Tuesday, February 4, 2014

Lesson Plans for the Week of February 2,2014 -February 7, 2014

Lesson Plans for the Week of February 3, 2014 February 7, 2014
Mr. Bish
STEM Science/ Literacy

FOCUS: Science Fair Preparation

Monday, February 3,2014 - Day

Monday Morning Meeting Protocol:  Focus for Meeting

Greeting Mrs. Kuhn- Snowball Greeting Activity
Morning Buzz- Review of the previous weeks news, current events, week in review, weather
Bullying Committee - Types of Bullying Presentation
Mrs. Zappia- Short Lesson on Lesson 29- percent problems

Objectives for the Lesson: As  result of the lesson students will...
1.)Follow the procedure that they have written for their experiment.
2.) Conduct experiments by testing different variables
3.) Collect data on a data table.

Lesson Overview: During class time students will conduct their experiments for the science fair. Students will test variables and collect numerical data and write down observational data.

Evidence of Lesson" Students will do their experiments and collect data.


Tuesday, February 4, 2014 D- Day

Objectives for the lesson: As result of the lesson students will...

1.Work collaboratively to go through their science lab experiment files.
2.Evaluate their work to make sure that all parts of the experiment are ready to publication.
3. Conference with teachers to make sure all part are clear and communicate their knowledge of their content.
Lesson: Students will work in collaborative groups to evaluate if their work is completed and meets the standards for the science fair.  Students will conference with teachers to make sure that their work is at or above grade six standards.

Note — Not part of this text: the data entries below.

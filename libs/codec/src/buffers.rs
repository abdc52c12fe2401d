//! Field-layout primitives
//!
//! ## Purpose
//!
//! Byte-level building blocks shared by every message definition: big-endian
//! integer extraction at relative offsets, and fixed-capacity output buffer
//! construction where every byte is deliberately set before it can reach the
//! wire.
//!
//! ## Preconditions
//!
//! The read functions index the slice directly. Decoders validate a
//! payload's minimum length once, up front, via [`ensure_len`]; after that
//! check an out-of-range offset can only come from an inconsistent layout
//! constant in the message definition itself - a programmer error that
//! panics loudly rather than truncating silently. Malformed *input* never
//! reaches the panic path.

use byteorder::{BigEndian, ByteOrder};
use std::ops::Range;
use switchwire_types::{ProtocolError, ProtocolResult};

/// Reject payloads shorter than a message type's minimum required length
///
/// Called before any field read so that truncated input surfaces as a
/// recoverable [`ProtocolError::MessageTooSmall`], never an out-of-bounds
/// access.
pub fn ensure_len(payload: &[u8], need: usize, context: &'static str) -> ProtocolResult<()> {
    if payload.len() < need {
        return Err(ProtocolError::MessageTooSmall {
            need,
            got: payload.len(),
            context,
        });
    }
    Ok(())
}

/// Read one byte at a relative offset
pub fn read_u8(payload: &[u8], offset: usize) -> u8 {
    payload[offset]
}

/// Read a big-endian u16 at a relative offset
pub fn read_u16(payload: &[u8], offset: usize) -> u16 {
    BigEndian::read_u16(&payload[offset..offset + 2])
}

/// Read a big-endian u32 at a relative offset
pub fn read_u32(payload: &[u8], offset: usize) -> u32 {
    BigEndian::read_u32(&payload[offset..offset + 4])
}

/// Extract a null-terminated text run from a fixed-width field
///
/// Returns the bytes before the first zero, or the whole field when no
/// terminator is present (a name may occupy its full width).
pub fn read_terminated_text(payload: &[u8], range: Range<usize>) -> &[u8] {
    let field = &payload[range];
    match field.iter().position(|&b| b == 0) {
        Some(end) => &field[..end],
        None => field,
    }
}

/// Fixed-capacity output buffer for fixed-layout messages
///
/// Allocated once at the message's declared total length and zero-filled,
/// so reserved bytes the protocol requires to be zero need no explicit
/// assignment. Writing past capacity panics: the capacity comes from the
/// message definition, not from input.
pub struct PayloadWriter {
    buf: Vec<u8>,
}

impl PayloadWriter {
    /// Allocate a zero-filled buffer of the message's declared length
    pub fn new(length: usize) -> Self {
        Self {
            buf: vec![0; length],
        }
    }

    /// Place one byte at an absolute offset
    pub fn put_u8(&mut self, offset: usize, value: u8) {
        self.buf[offset] = value;
    }

    /// Place a big-endian u16 starting at an absolute offset
    pub fn put_u16(&mut self, offset: usize, value: u16) {
        BigEndian::write_u16(&mut self.buf[offset..offset + 2], value);
    }

    /// Place a big-endian u32 starting at an absolute offset
    pub fn put_u32(&mut self, offset: usize, value: u32) {
        BigEndian::write_u32(&mut self.buf[offset..offset + 4], value);
    }

    /// Copy a byte run into a fixed range, truncating to fit
    ///
    /// Bytes of the range not covered by `bytes` stay zero, which yields the
    /// null termination for fixed-width text fields.
    pub fn put_bytes(&mut self, range: Range<usize>, bytes: &[u8]) {
        let field = &mut self.buf[range];
        let n = field.len().min(bytes.len());
        field[..n].copy_from_slice(&bytes[..n]);
    }

    /// Finish construction and take the buffer
    pub fn finish(self) -> Vec<u8> {
        self.buf
    }
}

#[cfg(test)]
mod tests {
    use super::*;

    #[test]
    fn big_endian_reads() {
        let payload = [0x01, 0x02, 0x03, 0x04, 0x05];
        assert_eq!(read_u8(&payload, 4), 0x05);
        assert_eq!(read_u16(&payload, 1), 0x0203);
        assert_eq!(read_u32(&payload, 0), 0x0102_0304);
    }

    #[test]
    fn ensure_len_rejects_short_buffers() {
        let payload = [0u8; 3];
        assert!(ensure_len(&payload, 3, "test").is_ok());
        assert_eq!(
            ensure_len(&payload, 4, "test"),
            Err(ProtocolError::MessageTooSmall {
                need: 4,
                got: 3,
                context: "test"
            })
        );
    }

    #[test]
    fn writer_zero_fills_and_places_fields() {
        let mut writer = PayloadWriter::new(8);
        writer.put_u8(0, 0xAA);
        writer.put_u16(2, 0x1234);
        writer.put_u32(4, 0xDEAD_BEEF);
        assert_eq!(
            writer.finish(),
            [0xAA, 0x00, 0x12, 0x34, 0xDE, 0xAD, 0xBE, 0xEF]
        );
    }

    #[test]
    fn put_bytes_truncates_and_zero_pads() {
        let mut writer = PayloadWriter::new(6);
        writer.put_bytes(0..4, b"abcdef");
        assert_eq!(writer.finish(), *b"abcd\0\0");

        let mut writer = PayloadWriter::new(6);
        writer.put_bytes(0..4, b"ab");
        assert_eq!(writer.finish(), *b"ab\0\0\0\0");
    }

    #[test]
    fn terminated_text_stops_at_first_zero() {
        let payload = *b"\x00\x01Cam 1\0\0\0trailing";
        assert_eq!(read_terminated_text(&payload, 2..10), b"Cam 1");
        // A field with no terminator occupies its full width
        assert_eq!(read_terminated_text(&payload, 10..14), b"trai");
    }

    #[test]
    #[should_panic]
    fn out_of_range_layout_constant_panics() {
        let payload = [0u8; 2];
        read_u16(&payload, 1);
    }
}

Evidence of Learning:  Students will edit and revise files.

Wednesday, February 5, 2014 E- day

Objectives: As a result of the lesson students will...
1.) Learn the components of reporting results
2.) Write their results from experiments.
3.Learn the components of writing the conclusion.
4.) Write their conclusion.

Lesson Overview:

Overview

Your conclusions will summarize whether or not your science fair project results support or contradict your original hypothesis. If you are doing an Engineering or Computer Science programming project, then you should state whether or not you met your design criteria. You may want to include key facts from your background research to help explain your results. Do your results suggest a relationship between the independent and dependent variable?

If Your Results Show that Your Hypothesis is False

If the results of your science experiment did not support your hypothesis, don't change or manipulate your results to fit your original hypothesis, simply explain why things did not go as expected. Professional scientists commonly find that results do not support their hypothesis, and they use those unexpected results as the first step in constructing a new hypothesis. If you think you need additional experimentation, describe what you think should happen next.
Scientific research is an ongoing process, and by discovering that your hypothesis is not true, you have already made huge advances in your learning that will lead you to ask more questions that lead to new experiments. Science fair judges do not care about whether you prove or disprove your hypothesis; they care how much you learned.

Evidence of Learning: Students will write their conclusion and reporting results.